■ Normalzeit: Maklerloser Westen
Es ist wie ein Fluch. Immer wenn ich mich für einen Unternehmer beziehungsweise seine Firma begeistere, geht die kurz darauf den Bach runter oder gerät zumindest ins Zwielicht. So jetzt auch Gerhard Fuchs-Kittowski, der jüdische Restitutionsansprüche bearbeitet. Kaum hatte ich einen Text über ihn (nach drei Jahren Bearbeitung!) fertig, trat schon die Zentrale Ermittlungsstelle für Regierungs- und Vereinigungskriminalität auf den Plan, das heißt, Manfred Kittlaus und Uwe Schmidt forschten hinter ihm her.
Ausgegangen war das Ganze von einer CDU-Strafanzeige, zu der Finanzsenator Elmar Pieroth erklärt hatte: Die schweizerisch- israelische Tabfin AG (in der Gloria-Passage) sowie deren Revitam GmbH habe 1.400 Restitutionsanträge gestellt, ohne eine Vollmacht der Erben zu besitzen.
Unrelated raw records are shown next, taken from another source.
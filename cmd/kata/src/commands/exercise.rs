//! One command per exercise. Each prints its input and result through the
//! configured output format.

use clap::Args;
use kata_exercises::{
    acronym, armstrong, crypto_square, darts, difference_of_squares, dnd_character,
    eliuds_eggs, resistor_color, two_fer, Character, CustomSet, OsDice,
};
use serde_json::json;

use super::{get_config, get_output};
use crate::Cli;

fn emit(cli: &Cli, value: serde_json::Value) -> anyhow::Result<()> {
    let cfg = get_config(cli)?;
    get_output(cli, &cfg).write(&value)
}

#[derive(Args)]
pub struct AcronymCommand {
    /// Phrase (words may be passed as separate arguments)
    #[arg(required = true)]
    phrase: Vec<String>,
}

impl AcronymCommand {
    pub fn run(&self, cli: &Cli) -> anyhow::Result<()> {
        let phrase = self.phrase.join(" ");
        let result = acronym::generate(&phrase);
        emit(cli, json!({ "phrase": phrase, "acronym": result }))
    }
}

#[derive(Args)]
pub struct ArmstrongCommand {
    number: u32,
}

impl ArmstrongCommand {
    pub fn run(&self, cli: &Cli) -> anyhow::Result<()> {
        let result = armstrong::is_armstrong_number(self.number);
        emit(cli, json!({ "number": self.number, "armstrong": result }))
    }
}

#[derive(Args)]
pub struct CryptoSquareCommand {
    /// Plaintext (words may be passed as separate arguments)
    #[arg(required = true)]
    text: Vec<String>,
}

impl CryptoSquareCommand {
    pub fn run(&self, cli: &Cli) -> anyhow::Result<()> {
        let text = self.text.join(" ");
        let ciphertext = crypto_square::encrypt(&text);
        emit(cli, json!({ "plaintext": text, "ciphertext": ciphertext }))
    }
}

#[derive(Args)]
pub struct DartsCommand {
    #[arg(allow_negative_numbers = true)]
    x: f64,
    #[arg(allow_negative_numbers = true)]
    y: f64,
}

impl DartsCommand {
    pub fn run(&self, cli: &Cli) -> anyhow::Result<()> {
        let score = darts::score(self.x, self.y);
        emit(cli, json!({ "x": self.x, "y": self.y, "score": score }))
    }
}

#[derive(Args)]
pub struct SquaresCommand {
    /// Upper bound of 1..=n
    n: u64,
}

impl SquaresCommand {
    pub fn run(&self, cli: &Cli) -> anyhow::Result<()> {
        let overflow = || anyhow::anyhow!("n = {} overflows u64", self.n);
        let square_of_sum = difference_of_squares::square_of_sum(self.n).ok_or_else(overflow)?;
        let sum_of_squares = difference_of_squares::sum_of_squares(self.n).ok_or_else(overflow)?;
        emit(
            cli,
            json!({
                "n": self.n,
                "square_of_sum": square_of_sum,
                "sum_of_squares": sum_of_squares,
                "difference": square_of_sum - sum_of_squares,
            }),
        )
    }
}

#[derive(Args)]
pub struct DndCommand {
    /// Number of characters to roll
    #[arg(short = 'n', long, default_value_t = 1)]
    count: usize,
}

impl DndCommand {
    pub fn run(&self, cli: &Cli) -> anyhow::Result<()> {
        let mut dice = OsDice;
        let characters = (0..self.count)
            .map(|_| Character::roll(&mut dice))
            .collect::<Result<Vec<_>, _>>()?;

        let rolled: Vec<_> = characters
            .iter()
            .map(|c| {
                json!({
                    "abilities": c,
                    "constitution_modifier": dnd_character::modifier(c.constitution),
                })
            })
            .collect();
        emit(cli, json!({ "characters": rolled }))
    }
}

#[derive(Args)]
pub struct EggsCommand {
    /// Display value
    value: u32,
}

impl EggsCommand {
    pub fn run(&self, cli: &Cli) -> anyhow::Result<()> {
        let eggs = eliuds_eggs::egg_count(self.value);
        emit(cli, json!({ "value": self.value, "binary": format!("{:b}", self.value), "eggs": eggs }))
    }
}

#[derive(Args)]
pub struct ResistorCommand {
    /// Band colors, e.g. `brown black`
    #[arg(required = true)]
    colors: Vec<String>,
}

impl ResistorCommand {
    pub fn run(&self, cli: &Cli) -> anyhow::Result<()> {
        let value = resistor_color::decoded_value(&self.colors)?;
        emit(cli, json!({ "colors": self.colors, "value": value }))
    }
}

#[derive(Args)]
pub struct TwoFerCommand {
    /// Name (defaults to "you")
    name: Option<String>,
}

impl TwoFerCommand {
    pub fn run(&self, cli: &Cli) -> anyhow::Result<()> {
        let message = two_fer::two_fer(self.name.as_deref());
        emit(cli, json!({ "message": message }))
    }
}

#[derive(Args)]
pub struct SetCommand {
    /// First set, comma separated
    #[arg(long, value_delimiter = ',', allow_negative_numbers = true)]
    left: Vec<i64>,

    /// Second set, comma separated
    #[arg(long, value_delimiter = ',', allow_negative_numbers = true)]
    right: Vec<i64>,
}

impl SetCommand {
    pub fn run(&self, cli: &Cli) -> anyhow::Result<()> {
        let left = CustomSet::new(&self.left);
        let right = CustomSet::new(&self.right);
        let items = |s: &CustomSet<i64>| s.iter().copied().collect::<Vec<_>>();

        emit(
            cli,
            json!({
                "left": items(&left),
                "right": items(&right),
                "union": items(&left.union(&right)),
                "intersection": items(&left.intersection(&right)),
                "difference": items(&left.difference(&right)),
                "subset": left.is_subset(&right),
                "disjoint": left.is_disjoint(&right),
                "equal": left == right,
            }),
        )
    }
}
Fuchs-Kittowski hatte eine ganze Zeitlang in der Tabfin AG gearbeitet, das heißt, er war Partner der beiden Geschäftsleute aus Zürich und Tel Aviv. Sie schulden ihm immer noch einige 100.000 Mark. Er war dann aus der Firma ausgetreten, weil er deren „allzu raffgierige“ Praktiken nicht mitmachen wollte. Dazu gehörte auch das aktive Restitutionsbetreiben – ohne dafür von einem Klienten beauftragt zu sein. Ich bleibe dabei: Fuchs-Kittowski arbeitet sauber.
Hintergrund für die Ermittlungen ist sowieso etwas ganz anderes: Der Immobilienmarkt bricht zusammen. Eine dreiviertel Million Quadratmeter Bürofläche steht bereits leer, Bauträger wie die Concordia AG lassen ihre Rohbauten inzwischen schon ruhen, obwohl sie bereits verkauft sind – die Concordia-Objekte in der Friedrichstraße und in der Kommandantenstraße beispielsweise an den BASF-Pensionsfonds, für ihr fertiggestelltes Weißensee-Objekt werben sie inzwischen auf Plakatwänden.
Der Osten wird für Immobiliengeschäfte wieder „Pampa“, selbst Unter den Linden und am Alexanderplatz. Münchner und Düsseldorfer Modegeschäfte wollen nicht mal mehr an den Kurfürstendamm: „Zu prollig.“ Die Quadratmeterpreise für Läden spreizen sich dort aber immer noch zwischen 56 und 250 Mark, obwohl fast jeden Tag ein Laden dichtmacht, für Büros zahlt man am Ku'damm jetzt 23 Mark, im Höchstfall 28 Mark. Es sieht also schon ziemlich finster aus.
Dafür ist das „Klingbeil-Konsortium“ (Pietzsch, Müller, Guttmann und Groencke), über die ich stets Schlechtes zu berichten versuchte, aktiv wie eh und je. Im Vereinsheim der Freunde der italienischen Nationalgalerie, das „Ciao“ am Ku'damm, ließen sie sich schußsichere Scheiben einbauen, nachdem auf Guttmann ein Mordversuch verübt worden war. Groencke brannte mit einer Studentin durch und verließ seine Frau. Klingbeil bekämpfte erfolgreich seinen Prostatakrebs und feierte, flankiert von nackten Bodybuildern, ein rauschendes Geburtstagsfest. Heinz eröffnete stolz wie ein Spanier sein „Pietzsch-Palais“ samt Riesenbilderwand Unter den Blinden, derweil sein Schwiegervater den KoKo-Häschern Kittlaus und Schmidt entkommen konnte und sich nach Israel absetzte. Und Architekt Müller, der immer behauptet hatte, seine Hausverwaltung sei noch effektiver als die von Trigon? Um Müller ist es irgendwie ruhig geworden, während in der Stadt weiter die „Trigon“-Bauschilder von Guttmann und Groencke aufs frühlingshafteste sprießen.